The only thing I'm not 100% sure of is if it would yield the same LCS
(there can be many LCS's, all equally long, hence the different
possible diff-representations which are sometimes not nice for human
readers). However, gut feeling tells me it will be the same. I can't
prove this though, so feel free to come up with a counter example :-).
(although having a different LCS would not be a disaster: it would
still be a minimal diff, but a different one).

The practical difficulty is to map line numbers from lines in A and B
to their corresponding lines in A' and B', and back again.

> With mainly source code in mind, one would expect the
> actual difference to contain a number of unique lines. Diff
> could become an almost O(N) operation in that case.
>>
>> (for instance, an example script from the users list [2], which
>> generates two files with random lines, 3/4th of which are
>> non-matching: diff goes from several hours to a couple of seconds;
>> another example is a big file of which indentation style was changed
>> from tabs to spaces, and diffing without an ignore-whitespace option).
>>
>> - GNU diff does this as well, but strangely, it does it only as part
>> of a heuristic (which also discards other "confusing lines").
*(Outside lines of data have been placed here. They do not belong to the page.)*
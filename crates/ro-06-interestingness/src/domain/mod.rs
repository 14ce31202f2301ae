//! Domain layer.

pub mod errors;
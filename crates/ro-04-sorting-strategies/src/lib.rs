//! # RO-04: Sorting Strategies
//!
//! Each strategy family turns an ensemble into one or more named orderings.
//! Families run in a fixed order: naive, feature, projection, clustering,
//! reduced clustering.
//!
//! ## Architecture
//!
//! - **Algorithms**: row descriptors, PCA power iteration, UMAP,
//!   agglomerative linkage (nearest-neighbour chain) and optimal leaf ordering
//! - **Strategies**: one [`SortingStrategy`] per [`StrategyFamily`]
//! - **Ports**: the [`SortingStrategy`] trait
//! - **Application**: [`StrategyCatalog`], one strategy per family
//!
//! ## Failure containment
//!
//! Projection and clustering never fail on 2-D input: a numeric failure is
//! logged and replaced with the identity ordering. Strategies that need 2-D
//! data return [`StrategyError::RequiresSeries`] for scalar ensembles.
//!
//! [`StrategyFamily`]: shared_types::StrategyFamily

pub mod algorithms;
pub mod application;
pub mod config;
pub mod domain;
pub mod ports;
pub mod strategies;

pub use algorithms::descriptors::Descriptor;
pub use algorithms::linkage::{linkage, Linkage, Merge};
pub use algorithms::leaf_order::optimal_leaf_ordering;
pub use application::catalog::StrategyCatalog;
pub use config::StrategyConfig;
pub use domain::errors::StrategyError;
pub use ports::inbound::SortingStrategy;
pub use strategies::{
    ClusteringStrategy, DistanceBasis, FeatureStrategy, NaiveStrategy, ProjectionStrategy,
    ReducedClusteringStrategy,
};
If run
>> with --minimal, these lines are not discarded (though, AFAICS, there
>> should be no problem discarding the non-matching lines even when going
>> for a minimal diff).
>
> It is obvious how unique lines split the contents on both sides
> individually. However, it may be hard to prove that  a particular
> alignment of the chunks in between on one side with those on
> the respective other yields a minimal result.
>>
>> II. Going for a non-minimal diff (i.e. heuristics)
>> --------------------------------------------------
>>
>> I think prefix/suffix-scanning, together with the suggestions from I.,
>> will already make "svn diff" quite fast in most real-world cases. It
>> will normally be just as fast, if not faster than GNU "diff --minimal"
>> (barring low-level differences, and the advantage of GNU diff of doing
>> everything in memory).
>>
>> If I.5. is implemented, "svn diff" will usually be faster than GNU
>> "diff --minimal", because GNU diff doesn't do that unless it's running
>> with heuristics (so I think in a lot of cases, "svn diff" will match
>> performance of GNU diff running with heuristics (which is its
>> default)).
>>
>> Still, in some cases, heuristics can make a big difference (while not
>> guaranteeing that you'll get a minimal diff).
>>
>> - Existing issue:
>> http://subversion.tigris.org/issues/show_bug.cgi?id=1966 (libsvn_diff
>> needs 'non-minimal-diff' mode.).
>>
>> - Apart from implementing heuristics as part of the current algorithm
>> (which can quickly become quite complex), we could also take a look at
>> an alternative approach, such as "Patience Diff" [3], which is already
>> implemented in several other (D)VCS's. It has the potential to be much
>> faster (reducing the problem to calculating several, much smaller,
>> LCS's), and has the added advantage of often producing "nicer" diff
>> output.
>
> Patience Diff seems to be ideally suited for source code
> diffs because function headers etc. provide many of the
> "only one matching" lines evenly spread across the whole
> file.

Yes, that could be quite interesting.

Though the choice between normal diff and patience diff (which is
really a heuristic, in some cases it will give a non-minimal diff (but
those are quite rare I think)) should be up to the user I think (AFAIK
that's also the case with the DVCS's that implement this: it's an
option). So optimizing the normal diff as far as we can is still very
much worthwhile...

Cheers,
-- 
Johan

Re: Further diff optimization ideas

Posted by Stefan Fuhrmann <eq...@web.de>.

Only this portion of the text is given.